__Task to carry out__.
Please tally how many lines of the material below include the word "JoinHandle", giving only the number.

__Excerpted records__.
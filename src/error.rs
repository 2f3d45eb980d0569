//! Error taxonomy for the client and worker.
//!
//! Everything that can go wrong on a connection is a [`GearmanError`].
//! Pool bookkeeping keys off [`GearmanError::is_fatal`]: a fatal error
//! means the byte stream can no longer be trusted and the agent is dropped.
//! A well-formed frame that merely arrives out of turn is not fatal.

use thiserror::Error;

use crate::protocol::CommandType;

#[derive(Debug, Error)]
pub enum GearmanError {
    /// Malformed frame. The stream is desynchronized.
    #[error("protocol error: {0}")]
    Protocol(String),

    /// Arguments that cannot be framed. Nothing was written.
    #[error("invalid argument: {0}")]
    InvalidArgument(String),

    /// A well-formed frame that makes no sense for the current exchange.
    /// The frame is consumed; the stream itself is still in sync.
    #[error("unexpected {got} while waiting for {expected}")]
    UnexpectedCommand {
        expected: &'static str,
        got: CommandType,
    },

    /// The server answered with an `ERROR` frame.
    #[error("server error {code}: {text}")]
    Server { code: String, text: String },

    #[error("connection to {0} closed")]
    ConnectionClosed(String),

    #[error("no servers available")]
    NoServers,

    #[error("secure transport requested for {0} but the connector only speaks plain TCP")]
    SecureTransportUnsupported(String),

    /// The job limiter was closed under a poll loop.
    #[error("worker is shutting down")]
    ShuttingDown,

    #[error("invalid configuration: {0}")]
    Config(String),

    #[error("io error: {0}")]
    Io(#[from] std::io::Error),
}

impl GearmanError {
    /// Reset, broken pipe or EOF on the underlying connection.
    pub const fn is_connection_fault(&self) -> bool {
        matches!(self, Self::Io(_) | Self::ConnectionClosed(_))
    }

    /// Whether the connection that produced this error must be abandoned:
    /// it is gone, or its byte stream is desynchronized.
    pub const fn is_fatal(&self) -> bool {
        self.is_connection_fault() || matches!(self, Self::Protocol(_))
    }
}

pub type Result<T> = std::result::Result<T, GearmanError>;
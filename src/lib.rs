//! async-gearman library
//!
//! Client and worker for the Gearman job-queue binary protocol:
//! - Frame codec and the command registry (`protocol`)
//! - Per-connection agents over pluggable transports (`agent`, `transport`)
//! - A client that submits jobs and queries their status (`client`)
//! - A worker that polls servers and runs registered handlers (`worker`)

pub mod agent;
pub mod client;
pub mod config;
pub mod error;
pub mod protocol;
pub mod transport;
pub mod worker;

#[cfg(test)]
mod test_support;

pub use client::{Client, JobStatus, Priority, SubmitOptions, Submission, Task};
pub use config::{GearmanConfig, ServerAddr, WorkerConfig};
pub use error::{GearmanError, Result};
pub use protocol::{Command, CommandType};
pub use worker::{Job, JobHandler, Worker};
...
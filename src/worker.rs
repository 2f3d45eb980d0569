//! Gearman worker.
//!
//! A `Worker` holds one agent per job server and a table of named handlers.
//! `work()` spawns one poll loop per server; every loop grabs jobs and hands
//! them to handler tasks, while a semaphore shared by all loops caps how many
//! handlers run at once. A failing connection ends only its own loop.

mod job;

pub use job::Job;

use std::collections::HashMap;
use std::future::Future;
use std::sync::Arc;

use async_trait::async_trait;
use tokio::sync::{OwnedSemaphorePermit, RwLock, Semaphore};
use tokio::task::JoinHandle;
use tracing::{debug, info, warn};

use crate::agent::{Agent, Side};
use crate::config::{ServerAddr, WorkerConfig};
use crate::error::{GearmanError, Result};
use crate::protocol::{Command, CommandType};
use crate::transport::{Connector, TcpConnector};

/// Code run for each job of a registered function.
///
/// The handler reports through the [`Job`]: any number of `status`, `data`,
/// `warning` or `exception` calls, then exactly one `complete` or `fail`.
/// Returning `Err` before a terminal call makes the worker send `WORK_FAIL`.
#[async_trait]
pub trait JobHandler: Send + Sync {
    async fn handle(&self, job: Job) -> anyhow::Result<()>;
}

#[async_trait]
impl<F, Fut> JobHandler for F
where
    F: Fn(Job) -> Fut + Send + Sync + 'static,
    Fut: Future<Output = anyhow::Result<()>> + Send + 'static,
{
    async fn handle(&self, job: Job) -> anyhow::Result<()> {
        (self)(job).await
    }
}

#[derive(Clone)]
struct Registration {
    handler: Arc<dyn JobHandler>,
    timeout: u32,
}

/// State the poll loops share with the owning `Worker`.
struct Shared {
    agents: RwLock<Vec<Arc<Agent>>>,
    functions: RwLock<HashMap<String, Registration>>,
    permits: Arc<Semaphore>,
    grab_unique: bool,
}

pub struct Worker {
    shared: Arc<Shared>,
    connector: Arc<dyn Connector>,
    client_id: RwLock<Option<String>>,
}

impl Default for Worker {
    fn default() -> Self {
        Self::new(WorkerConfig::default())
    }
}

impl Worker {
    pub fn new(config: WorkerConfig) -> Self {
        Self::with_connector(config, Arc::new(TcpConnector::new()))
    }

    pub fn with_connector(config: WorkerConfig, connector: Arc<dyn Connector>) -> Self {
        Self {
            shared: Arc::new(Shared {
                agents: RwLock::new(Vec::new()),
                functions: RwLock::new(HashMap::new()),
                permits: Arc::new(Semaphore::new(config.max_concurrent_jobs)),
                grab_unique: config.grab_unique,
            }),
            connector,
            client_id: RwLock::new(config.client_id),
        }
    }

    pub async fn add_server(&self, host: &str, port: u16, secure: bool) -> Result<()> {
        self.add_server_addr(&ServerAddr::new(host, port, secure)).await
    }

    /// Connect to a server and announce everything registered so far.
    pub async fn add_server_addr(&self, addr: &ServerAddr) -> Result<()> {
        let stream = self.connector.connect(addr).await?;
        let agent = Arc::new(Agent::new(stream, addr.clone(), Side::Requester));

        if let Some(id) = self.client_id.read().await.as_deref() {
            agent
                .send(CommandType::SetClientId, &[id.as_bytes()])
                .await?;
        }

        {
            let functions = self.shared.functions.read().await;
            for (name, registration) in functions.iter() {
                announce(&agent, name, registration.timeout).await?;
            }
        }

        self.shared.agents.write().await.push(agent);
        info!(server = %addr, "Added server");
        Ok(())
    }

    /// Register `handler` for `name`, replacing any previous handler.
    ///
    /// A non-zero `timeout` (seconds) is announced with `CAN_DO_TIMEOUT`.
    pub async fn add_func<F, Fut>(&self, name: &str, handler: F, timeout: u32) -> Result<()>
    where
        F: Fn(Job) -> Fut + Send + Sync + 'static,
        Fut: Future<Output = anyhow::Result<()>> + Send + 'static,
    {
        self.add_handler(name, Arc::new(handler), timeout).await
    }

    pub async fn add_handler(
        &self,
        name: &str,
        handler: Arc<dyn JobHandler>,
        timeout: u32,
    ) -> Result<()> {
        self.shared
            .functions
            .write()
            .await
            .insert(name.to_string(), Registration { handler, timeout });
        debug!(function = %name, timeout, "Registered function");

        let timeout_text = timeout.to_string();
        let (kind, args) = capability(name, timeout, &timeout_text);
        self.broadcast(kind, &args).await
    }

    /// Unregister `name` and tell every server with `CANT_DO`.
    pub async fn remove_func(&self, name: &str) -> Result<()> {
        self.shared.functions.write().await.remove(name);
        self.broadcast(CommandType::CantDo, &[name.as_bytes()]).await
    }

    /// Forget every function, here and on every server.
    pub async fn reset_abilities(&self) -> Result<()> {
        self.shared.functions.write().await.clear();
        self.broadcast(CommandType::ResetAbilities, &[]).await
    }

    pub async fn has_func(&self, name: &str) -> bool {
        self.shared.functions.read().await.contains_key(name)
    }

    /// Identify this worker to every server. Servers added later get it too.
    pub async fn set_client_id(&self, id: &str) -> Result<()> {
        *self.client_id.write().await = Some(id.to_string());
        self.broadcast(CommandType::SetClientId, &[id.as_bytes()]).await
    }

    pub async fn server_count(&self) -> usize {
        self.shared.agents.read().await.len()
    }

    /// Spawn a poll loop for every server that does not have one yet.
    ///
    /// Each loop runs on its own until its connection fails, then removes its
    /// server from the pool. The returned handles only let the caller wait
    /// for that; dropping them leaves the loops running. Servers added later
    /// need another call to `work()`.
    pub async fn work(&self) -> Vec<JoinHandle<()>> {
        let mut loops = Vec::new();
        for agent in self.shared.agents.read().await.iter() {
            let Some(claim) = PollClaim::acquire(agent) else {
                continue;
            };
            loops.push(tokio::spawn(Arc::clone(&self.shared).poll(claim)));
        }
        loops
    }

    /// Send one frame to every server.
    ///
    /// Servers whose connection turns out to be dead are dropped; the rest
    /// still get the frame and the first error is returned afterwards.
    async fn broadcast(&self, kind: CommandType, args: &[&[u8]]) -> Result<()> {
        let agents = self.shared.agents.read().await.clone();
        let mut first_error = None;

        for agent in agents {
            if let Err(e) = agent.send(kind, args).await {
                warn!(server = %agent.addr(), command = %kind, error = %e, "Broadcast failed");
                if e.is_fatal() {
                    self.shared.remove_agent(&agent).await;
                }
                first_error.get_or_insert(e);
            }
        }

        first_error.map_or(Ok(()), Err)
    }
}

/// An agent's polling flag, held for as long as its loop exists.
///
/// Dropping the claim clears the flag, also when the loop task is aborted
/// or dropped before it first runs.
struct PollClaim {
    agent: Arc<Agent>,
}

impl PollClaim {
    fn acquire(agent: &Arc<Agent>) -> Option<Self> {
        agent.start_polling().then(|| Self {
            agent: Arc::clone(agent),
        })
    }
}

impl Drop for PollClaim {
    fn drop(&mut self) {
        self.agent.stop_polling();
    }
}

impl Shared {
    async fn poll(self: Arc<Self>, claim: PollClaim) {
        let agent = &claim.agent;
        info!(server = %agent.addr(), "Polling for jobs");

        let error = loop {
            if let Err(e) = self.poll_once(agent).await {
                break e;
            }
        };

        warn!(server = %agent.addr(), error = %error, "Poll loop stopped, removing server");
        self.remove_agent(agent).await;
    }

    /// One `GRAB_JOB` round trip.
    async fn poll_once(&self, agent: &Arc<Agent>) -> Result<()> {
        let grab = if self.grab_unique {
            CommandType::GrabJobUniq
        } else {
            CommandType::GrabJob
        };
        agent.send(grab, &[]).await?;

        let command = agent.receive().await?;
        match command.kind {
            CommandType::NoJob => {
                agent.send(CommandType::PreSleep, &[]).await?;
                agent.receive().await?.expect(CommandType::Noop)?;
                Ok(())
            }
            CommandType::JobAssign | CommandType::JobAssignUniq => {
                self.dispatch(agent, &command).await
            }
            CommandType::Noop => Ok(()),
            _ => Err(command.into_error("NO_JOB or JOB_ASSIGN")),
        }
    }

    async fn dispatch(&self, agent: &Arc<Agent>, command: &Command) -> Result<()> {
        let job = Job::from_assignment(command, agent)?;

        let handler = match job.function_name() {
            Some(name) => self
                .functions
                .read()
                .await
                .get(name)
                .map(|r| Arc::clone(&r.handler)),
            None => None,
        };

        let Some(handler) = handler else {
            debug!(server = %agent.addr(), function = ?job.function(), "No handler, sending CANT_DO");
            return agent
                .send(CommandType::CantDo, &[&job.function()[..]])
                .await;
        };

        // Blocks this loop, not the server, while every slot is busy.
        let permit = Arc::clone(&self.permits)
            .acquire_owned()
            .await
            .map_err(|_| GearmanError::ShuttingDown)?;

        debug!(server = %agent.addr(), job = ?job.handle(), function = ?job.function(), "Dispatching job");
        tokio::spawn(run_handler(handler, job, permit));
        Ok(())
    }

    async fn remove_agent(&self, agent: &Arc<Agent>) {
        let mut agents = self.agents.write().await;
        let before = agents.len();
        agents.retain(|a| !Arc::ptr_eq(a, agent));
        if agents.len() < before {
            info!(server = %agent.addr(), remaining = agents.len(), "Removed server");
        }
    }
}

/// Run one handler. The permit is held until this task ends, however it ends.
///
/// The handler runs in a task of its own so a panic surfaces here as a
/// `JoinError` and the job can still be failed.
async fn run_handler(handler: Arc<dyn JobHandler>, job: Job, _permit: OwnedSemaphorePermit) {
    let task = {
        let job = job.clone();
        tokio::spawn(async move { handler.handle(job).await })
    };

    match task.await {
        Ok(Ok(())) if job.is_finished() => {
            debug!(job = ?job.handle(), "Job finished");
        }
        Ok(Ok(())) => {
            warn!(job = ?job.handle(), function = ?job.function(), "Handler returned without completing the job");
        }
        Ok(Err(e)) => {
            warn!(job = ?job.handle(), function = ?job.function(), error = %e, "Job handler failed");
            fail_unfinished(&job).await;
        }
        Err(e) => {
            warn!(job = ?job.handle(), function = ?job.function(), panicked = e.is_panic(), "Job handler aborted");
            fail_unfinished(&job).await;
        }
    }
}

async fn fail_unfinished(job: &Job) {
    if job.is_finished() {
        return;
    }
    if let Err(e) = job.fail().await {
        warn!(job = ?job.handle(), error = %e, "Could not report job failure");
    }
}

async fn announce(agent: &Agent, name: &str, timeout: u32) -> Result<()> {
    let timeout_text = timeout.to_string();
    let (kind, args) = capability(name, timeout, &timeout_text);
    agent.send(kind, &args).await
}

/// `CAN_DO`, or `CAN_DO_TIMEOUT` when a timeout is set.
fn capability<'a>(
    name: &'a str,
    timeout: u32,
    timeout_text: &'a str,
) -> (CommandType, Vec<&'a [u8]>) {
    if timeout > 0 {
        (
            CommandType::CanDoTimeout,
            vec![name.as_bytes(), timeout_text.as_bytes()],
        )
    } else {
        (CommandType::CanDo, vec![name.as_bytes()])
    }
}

__Answer box__.
2